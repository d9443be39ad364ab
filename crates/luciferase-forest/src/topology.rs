//! Bidirectional UUID-to-rank partition topology (§3 `PartitionTopology`,
//! §4.3).
//!
//! The topology is the single source of truth for "which ranks are
//! currently active", consulted by the quorum check in recovery and by the
//! butterfly balance protocol's pairing function. Every mutation bumps a
//! monotonic `version` so callers can detect a stale snapshot without
//! re-reading the whole map.

use std::collections::HashMap;

use luciferase_error::{LuciferaseError, Result};
use luciferase_types::PartitionId;
use parking_lot::RwLock;

struct TopologyInner {
    by_id: HashMap<PartitionId, u32>,
    by_rank: HashMap<u32, PartitionId>,
    version: u64,
}

/// Bidirectional `PartitionId <-> rank` map, versioned on every change.
pub struct PartitionTopology {
    inner: RwLock<TopologyInner>,
}

impl PartitionTopology {
    #[must_use]
    pub fn new() -> Self {
        Self {
            inner: RwLock::new(TopologyInner {
                by_id: HashMap::new(),
                by_rank: HashMap::new(),
                version: 0,
            }),
        }
    }

    /// Register `id` at `rank`. Re-registering the same `(id, rank)` pair is
    /// a no-op (idempotent). Registering a different id at an
    /// already-occupied rank fails with [`LuciferaseError::RankCollision`].
    ///
    /// # Errors
    /// Returns [`LuciferaseError::RankCollision`] if `rank` is already held
    /// by a different partition.
    pub fn register(&self, id: PartitionId, rank: u32) -> Result<()> {
        let mut guard = self.inner.write();
        if let Some(&existing_rank) = guard.by_id.get(&id) {
            if existing_rank == rank {
                return Ok(());
            }
        }
        if let Some(&existing_id) = guard.by_rank.get(&rank) {
            if existing_id != id {
                return Err(LuciferaseError::RankCollision {
                    rank,
                    existing: existing_id,
                    requested: id,
                });
            }
        }
        guard.by_id.insert(id, rank);
        guard.by_rank.insert(rank, id);
        guard.version += 1;
        Ok(())
    }

    /// Remove a partition from the active set, e.g. on permanent failure.
    pub fn deregister(&self, id: PartitionId) {
        let mut guard = self.inner.write();
        if let Some(rank) = guard.by_id.remove(&id) {
            guard.by_rank.remove(&rank);
            guard.version += 1;
        }
    }

    #[must_use]
    pub fn rank_of(&self, id: PartitionId) -> Option<u32> {
        self.inner.read().by_id.get(&id).copied()
    }

    #[must_use]
    pub fn partition_at(&self, rank: u32) -> Option<PartitionId> {
        self.inner.read().by_rank.get(&rank).copied()
    }

    #[must_use]
    pub fn active_ranks(&self) -> Vec<u32> {
        let mut ranks: Vec<u32> = self.inner.read().by_rank.keys().copied().collect();
        ranks.sort_unstable();
        ranks
    }

    #[must_use]
    pub fn partition_count(&self) -> usize {
        self.inner.read().by_id.len()
    }

    #[must_use]
    pub fn version(&self) -> u64 {
        self.inner.read().version
    }
}

impl Default for PartitionTopology {
    fn default() -> Self {
        Self::new()
    }
}

#[cfg(test)]
mod tests {
    use super::*;
    use uuid::Uuid;

    #[test]
    fn reregistering_the_same_pair_is_idempotent() {
        let topology = PartitionTopology::new();
        let id = Uuid::new_v4();
        topology.register(id, 0).unwrap();
        let version_after_first = topology.version();
        topology.register(id, 0).unwrap();
        assert_eq!(topology.version(), version_after_first);
    }

    #[test]
    fn rank_collision_with_different_id_fails() {
        let topology = PartitionTopology::new();
        let a = Uuid::new_v4();
        let b = Uuid::new_v4();
        topology.register(a, 0).unwrap();
        assert!(matches!(
            topology.register(b, 0),
            Err(LuciferaseError::RankCollision { rank: 0, .. })
        ));
    }

    #[test]
    fn deregister_frees_the_rank_for_reuse() {
        let topology = PartitionTopology::new();
        let a = Uuid::new_v4();
        let b = Uuid::new_v4();
        topology.register(a, 0).unwrap();
        topology.deregister(a);
        topology.register(b, 0).unwrap();
        assert_eq!(topology.partition_at(0), Some(b));
    }

    #[test]
    fn active_ranks_are_sorted() {
        let topology = PartitionTopology::new();
        for (rank, _) in (0..4).enumerate() {
            topology.register(Uuid::new_v4(), (3 - rank) as u32).unwrap();
        }
        assert_eq!(topology.active_ranks(), vec![0, 1, 2, 3]);
    }
}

---*---

What is being asked
Could you write out, exactly as they stand, only the lines above that begin at the line with "let version_after_first = topology.version();" and stop after the line with "for (rank, _)"?

Result of this task
        let version_after_first = topology.version();
        topology.register(id, 0).unwrap();
        assert_eq!(topology.version(), version_after_first);
    }

    #[test]
    fn rank_collision_with_different_id_fails() {
        let topology = PartitionTopology::new();
        let a = Uuid::new_v4();
        let b = Uuid::new_v4();
        topology.register(a, 0).unwrap();
        assert!(matches!(
            topology.register(b, 0),
            Err(LuciferaseError::RankCollision { rank: 0, .. })
        ));
    }

    #[test]
    fn deregister_frees_the_rank_for_reuse() {
        let topology = PartitionTopology::new();
        let a = Uuid::new_v4();
        let b = Uuid::new_v4();
        topology.register(a, 0).unwrap();
        topology.deregister(a);
        topology.register(b, 0).unwrap();
        assert_eq!(topology.partition_at(0), Some(b));
    }

    #[test]
    fn active_ranks_are_sorted() {
        let topology = PartitionTopology::new();
        for (rank, _) in (0..4).enumerate() {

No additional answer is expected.